The bird knew — and it's true — that I am a predator, feeding on what I can snatch from my walks. Between two massive steel poles, four ugly power lines support black birds, which are as "lovely as notes on a musical score," a line I find in a poem I wrote years ago. I suspect the quotes around it mean I had read it somewhere. These birds have returned too early, tricked, like the daffodils, into this frigid exposure.

With birds on my mind, my eyes dart over the bare limbs, thinking of the Baltimore orioles' arrival. Although it's too early for them now, I remember that a pair has hung around here for years. Last fall, I met a birder with an expensive telescopic camera searching the upper limbs of ash and cottonwood trees for an oriole. He could identify it by its call but couldn't find it in his lens. The leaves were beginning to change — the bird's bright orange would have been hard to spot among the colored foliage.

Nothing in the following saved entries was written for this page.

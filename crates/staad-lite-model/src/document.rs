// This Source Code Form is subject to the terms of the Mozilla Public
// License, v. 2.0. If a copy of the MPL was not distributed with this
// file, You can obtain one at https://mozilla.org/MPL/2.0/.

//! The decoded/encodable document and its completeness check

use crate::{
    CodecError, CombinationId, ElementProperty, Envelope, EnvelopeId, Group, JointId, LoadCase,
    LoadCaseId, LoadCombination, Material, MaterialAssignment, MemberIncidence, MemberOffset,
    MemberProperty, Result, ShapeId, ShellIncidence, Support, UnitSystem, UpAxis, Vec3,
};
use serde::{Deserialize, Serialize};
use std::collections::BTreeMap;

/// One complete record set of the text model format
///
/// Id-keyed tables are ordered maps so the encoder walks ids ascending.
/// A document is created once per decode call and handed to the
/// model-builder; the codec keeps no state across calls.
#[derive(Clone, PartialEq, Debug, Serialize, Deserialize, Default)]
pub struct StdDocument {
    /// Model name from the `STAAD SPACE` title line
    pub name: String,
    pub units: UnitSystem,
    pub up_axis: UpAxis,
    pub joints: BTreeMap<JointId, Vec3>,
    pub members: BTreeMap<ShapeId, MemberIncidence>,
    pub shells: BTreeMap<ShapeId, ShellIncidence>,
    pub materials: BTreeMap<String, Material>,
    pub material_assignments: Vec<MaterialAssignment>,
    pub member_properties: Vec<MemberProperty>,
    pub element_properties: Vec<ElementProperty>,
    pub supports: Vec<Support>,
    /// Local-z-axis unit vectors derived from `BETA` clauses
    pub beta_angles: BTreeMap<ShapeId, Vec3>,
    pub offsets: BTreeMap<ShapeId, MemberOffset>,
    pub load_cases: BTreeMap<LoadCaseId, LoadCase>,
    pub combinations: BTreeMap<CombinationId, LoadCombination>,
    pub envelopes: BTreeMap<EnvelopeId, Envelope>,
    pub groups: Vec<Group>,
}

impl StdDocument {
    pub fn new(name: impl Into<String>) -> Self {
        Self {
            name: name.into(),
            ..Default::default()
        }
    }

    /// Check that the record set can build a structural model.
    ///
    /// Optional record types only produce a warning through the log facade;
    /// mandatory ones return the corresponding completeness error.
    pub fn check_completeness(&self) -> Result<()> {
        if self.joints.is_empty() {
            log::warn!("No joint has been defined in the model");
        }
        if self.members.is_empty() {
            log::warn!("No member has been defined in the model");
        }
        if self.shells.is_empty() {
            log::warn!("No shell element has been defined in the model");
        }
        let has_structure = !self.members.is_empty() || !self.shells.is_empty();
        if self.materials.is_empty() && has_structure {
            return Err(CodecError::MissingMaterials);
        }
        if self.member_properties.is_empty() && !self.members.is_empty() {
            return Err(CodecError::MissingSectionProfiles);
        }
        if self.element_properties.is_empty() && !self.shells.is_empty() {
            return Err(CodecError::MissingThickness);
        }
        if self.load_cases.is_empty() {
            log::warn!("No load case has been defined in the model");
        }
        if self.combinations.is_empty() {
            log::warn!("No load combination has been defined in the model");
        }
        Ok(())
    }
}

#[cfg(test)]
mod tests {
    use super::*;
    use crate::{SectionProfile, ShellIncidence};

    fn doc_with_member() -> StdDocument {
        let mut doc = StdDocument::new("TEST");
        doc.joints.insert(JointId(1), Vec3::new(0.0, 0.0, 0.0));
        doc.joints.insert(JointId(2), Vec3::new(1.0, 0.0, 0.0));
        doc.members
            .insert(ShapeId(1), MemberIncidence::new(JointId(1), JointId(2)));
        doc.materials
            .insert("STEEL".to_string(), Material::new("STEEL"));
        doc
    }

    #[test]
    fn members_without_profiles_are_fatal() {
        let doc = doc_with_member();
        assert!(matches!(
            doc.check_completeness(),
            Err(CodecError::MissingSectionProfiles)
        ));
    }

    #[test]
    fn members_without_materials_are_fatal() {
        let mut doc = doc_with_member();
        doc.materials.clear();
        assert!(matches!(
            doc.check_completeness(),
            Err(CodecError::MissingMaterials)
        ));
    }

    #[test]
    fn shells_without_thickness_are_fatal() {
        let mut doc = doc_with_member();
        doc.member_properties.push(MemberProperty {
            profile: SectionProfile::Circle { diameter: 0.4 },
            members: vec![ShapeId(1)],
        });
        doc.shells.insert(
            ShapeId(2),
            ShellIncidence::new(vec![JointId(1), JointId(2), JointId(1)]),
        );
        assert!(matches!(
            doc.check_completeness(),
            Err(CodecError::MissingThickness)
        ));
    }

    #[test]
    fn missing_load_cases_only_warn() {
        let mut doc = doc_with_member();
        doc.member_properties.push(MemberProperty {
            profile: SectionProfile::Circle { diameter: 0.4 },
            members: vec![ShapeId(1)],
        });
        assert!(doc.check_completeness().is_ok());
    }

    #[test]
    fn empty_document_passes() {
        // Nothing mandatory applies when there is no structure at all
        let doc = StdDocument::new("EMPTY");
        assert!(doc.check_completeness().is_ok());
    }
}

Once in this park I saw a pair of indigo buntings that stayed for a week. Likewise two bluebirds I spotted two days in a row, resting, maybe stopped mid-migration to consider nesting in the trees that line these large open fields. The golf carts and clacking power mowers were probably too frightening: the fields are holes 16 and 17 of the Community Golf Course. Maybe the lack of proper nesting boxes drove them off.

Which reminds me how lucky I was to have been spared my friend's experience. Cleaning out bluebird nesting boxes at the Aullwood Audubon Center, she found 23 bluebirds huddled inside a single box, frozen en masse when a late cold snap — worse than this one — dropped temperatures below their tolerance.